Like others of the Steps, Number Nine is closely related to Number Three –“to turn our will and our lives over to God as we understood Him.” If we have accomplished this step to any measurable degree, we have attained at least a small measure of humility and a realization of our dependence on Him.

Having prepared a list of all people we have harmed and brought ourselves to the point where we are willing to make amends to them, our Ninth Step is one calling for positive action. There is a world of difference between being willing to do a thing and actually doing it. How many times in the pre-A.A. state have we said “I am sorry, I won’t do it again” and felt that that constituted complete amends.

A sincere apology, with a true explanation to the person harmed, of what we believe to be the reason for our past actions can quite frequently readjust personal relations –but the A.A. realizes that this cannot take care of the ones we have really hurt and invariably these are the ones we should and do love most.

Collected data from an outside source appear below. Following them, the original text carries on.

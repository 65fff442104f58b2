use crate::error::BackendError;
use crate::io::backend::{Answer, Backend};
use crate::model::{Collection, CollectionId};
use std::sync::mpsc::{channel, Receiver, Sender};
use std::thread;
use tracing::{debug, warn};

pub enum IoCommand {
    LoadCollections,
    Ask {
        collection: CollectionId,
        prompt: String,
        top_k: usize,
        /// Chat session the prompt belongs to, echoed back with the answer
        session: u64,
    },
}

#[derive(Debug)]
pub enum IoResult {
    CollectionsLoaded(Result<Vec<Collection>, BackendError>),
    Answered {
        collection: CollectionId,
        session: u64,
        result: Result<Answer, BackendError>,
    },
}

pub fn spawn_worker(
    ctx: eframe::egui::Context,
    backend: Box<dyn Backend>,
) -> (Sender<IoCommand>, Receiver<IoResult>) {
    let (cmd_tx, cmd_rx) = channel();
    let (res_tx, res_rx) = channel();

    thread::spawn(move || {
        while let Ok(cmd) = cmd_rx.recv() {
            let result = match cmd {
                IoCommand::LoadCollections => {
                    debug!("Loading collections");
                    IoResult::CollectionsLoaded(backend.list_collections())
                }
                IoCommand::Ask {
                    collection,
                    prompt,
                    top_k,
                    session,
                } => {
                    debug!(collection = %collection, top_k, session, "Asking backend");
                    let result = backend.ask(&collection, &prompt, top_k);
                    IoResult::Answered {
                        collection,
                        session,
                        result,
                    }
                }
            };
            if res_tx.send(result).is_err() {
                break;
            }
            ctx.request_repaint();
        }
        warn!("I/O worker stopped");
    });

    (cmd_tx, res_rx)
}

#[cfg(test)]
mod tests {
    use super::*;
    use crate::io::backend::OfflineBackend;
    use std::time::Duration;

    #[test]
    fn test_worker_round_trip() {
        let backend = OfflineBackend::new(vec![Collection::new("1", "Manuals")]);
        let (tx, rx) = spawn_worker(eframe::egui::Context::default(), Box::new(backend));

        tx.send(IoCommand::LoadCollections).expect("send failed");
        match rx.recv_timeout(Duration::from_secs(5)).expect("no result") {
            IoResult::CollectionsLoaded(Ok(collections)) => assert_eq!(collections.len(), 1),
            other => panic!("unexpected result: {:?}", other),
        }

        tx.send(IoCommand::Ask {
            collection: CollectionId::new("nope"),
            prompt: "hi".to_string(),
            top_k: 3,
            session: 7,
        })
        .expect("send failed");
        match rx.recv_timeout(Duration::from_secs(5)).expect("no result") {
            IoResult::Answered {
                collection,
                session,
                result,
            } => {
                assert_eq!(collection, CollectionId::new("nope"));
                assert_eq!(session, 7);
                assert!(matches!(result, Err(BackendError::CollectionNotFound(_))));
            }
            other => panic!("unexpected result: {:?}", other),
        }
    }
}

Most of us had at least a few years of real pathological drinking behind us when we first learned of the Twelve Steps. Those terrible years are the ones that become repulsive to us as we progress in our new-found life program for order and happiness–years in which our every action was influenced by alcoholic thinking, with all its implications. It naturally follows that whatever our state in life may be, those close to us bore the brunt of our outrageous behaviour. How can one make amends to a dear wife, son or daughter or parent who through no fault of their own truly suffered physically and financially and more important, mentally, the humiliation and embarrassment of going through life with a drunkard? A simple “I am sorry; it won’t happen again” is not enough. It is not enough for us and it is not enough for the aggrieved person.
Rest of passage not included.